Mom Snaps, Closes Living Room Until Thanksgiving

Image via Twitter

Mom’s note about “closing” the living room to keep it clean goes viral.

One of the most frustrating parts of being a parent is trying to keep the house clean. You vacuum? A child literally follows behind you making brand-new crumbs. You fold the laundry? Tiny hands riffle through drawers undoing all your hard work. That’s why this mom losing her mind and closing off her clean living room before having company over for Thanksgiving is the most relatable thing ever.

According to BuzzFeed, 17-year-old Nick Denbow’s mom Michele Keylor is no longer fucking about when it comes to keeping her house clean before hosting Thanksgiving dinner this month. Earlier this week, he tweeted his mom’s note that she hung from strips of duct tape blocking entry into her pristine living room and it’s been retweeted more than 13,000 times.

It would appear Keylor is on the very edge of sanity, about to crack, because her messy family won’t keep things clean, dammit. And she is absolutely done with their horseshit.

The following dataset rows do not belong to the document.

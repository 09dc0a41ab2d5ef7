//! # Sale Data
//!
//! Domain records for produce sales and the repository seam the demand
//! engine reads from. Sale histories are plain ordered rows; anything that
//! can supply them date-ascending can back the engine.
//!
//! ## Usage Example
//!
//! ```
//! use chrono::NaiveDate;
//! use sale_data::{InMemorySaleStore, ProductRef, SalePoint, SeriesRepository};
//!
//! let mut store = InMemorySaleStore::new();
//! store.add_product(ProductRef::new(1, "Fraises"));
//!
//! let date = NaiveDate::from_ymd_opt(2024, 5, 3).unwrap();
//! store.record_sale(1, SalePoint::new(date, 12.5, 4.8).unwrap());
//!
//! let history = store.sales_for_product(1).unwrap();
//! assert_eq!(history.len(), 1);
//! ```

use thiserror::Error;

mod records;
mod repository;

pub use records::{ProductId, ProductRef, SalePoint};
pub use repository::{InMemorySaleStore, SeriesRepository};

/// Errors that can occur when constructing or reading sale data
#[derive(Error, Debug)]
pub enum SaleDataError {
    #[error("Invalid sale value: {0}")]
    InvalidValue(String),

    #[error("Storage error: {0}")]
    StorageError(String),
}

/// Result type for sale data operations
pub type Result<T> = std::result::Result<T, SaleDataError>;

Denbow’s photo of the note includes his caption, “okay how my mom just gonna close down the living room for a month?”

Image via Twitter

Image via Twitter

 

Why yes, you ungrateful shit. She can just gonna close down the living room for a month. Or die trying. Because although this mom might be totally delusional in thinking she can bar her family from even entering a room in their own home, we still completely get where she’s coming from.

Because after a good rage cleaning, we’ve all been there.

homecoming w my mama

A photo posted by Nick Denbow (@nickdenbow11) on

As I write this, I’m watching a granola bar wrapper float across my kitchen floor like a god damn tumbleweed. No doubt, left there by my kids, the tiny destroyers of all things neat and clean. I see clumps of dog fur gathering in the corners, bits of food under the table and gross yogurt hand-prints on the stainless steel fridge. I mopped this room not three days ago. I wipe off the fridge regularly. But does it matter? Not one single bit. Kids are the gleeful wrecking balls of cleanliness. Mom proposes, kid disposes. And shits (sometimes literally) all over your perfectly clean room unless you go a little nuts and scare them with drastic measures.

As hopeless as Keylor’s written plea seems, Denbow says that actually, the note worked and no one has tried to enter the super tidy room since, even the family’s two dogs. “There’s no barricade or anything to keep them out. It’s just like they know to stay out.”

Damn straight. Keylor signed her epic note, “You may choose from one of my many titles. Mom, Payer of bills, Chauffeur, Queen of the castle, Person ruining your life, Bossy bitch in charge. Whatever works for you.”

We’re gonna go with that last one because, hell yes.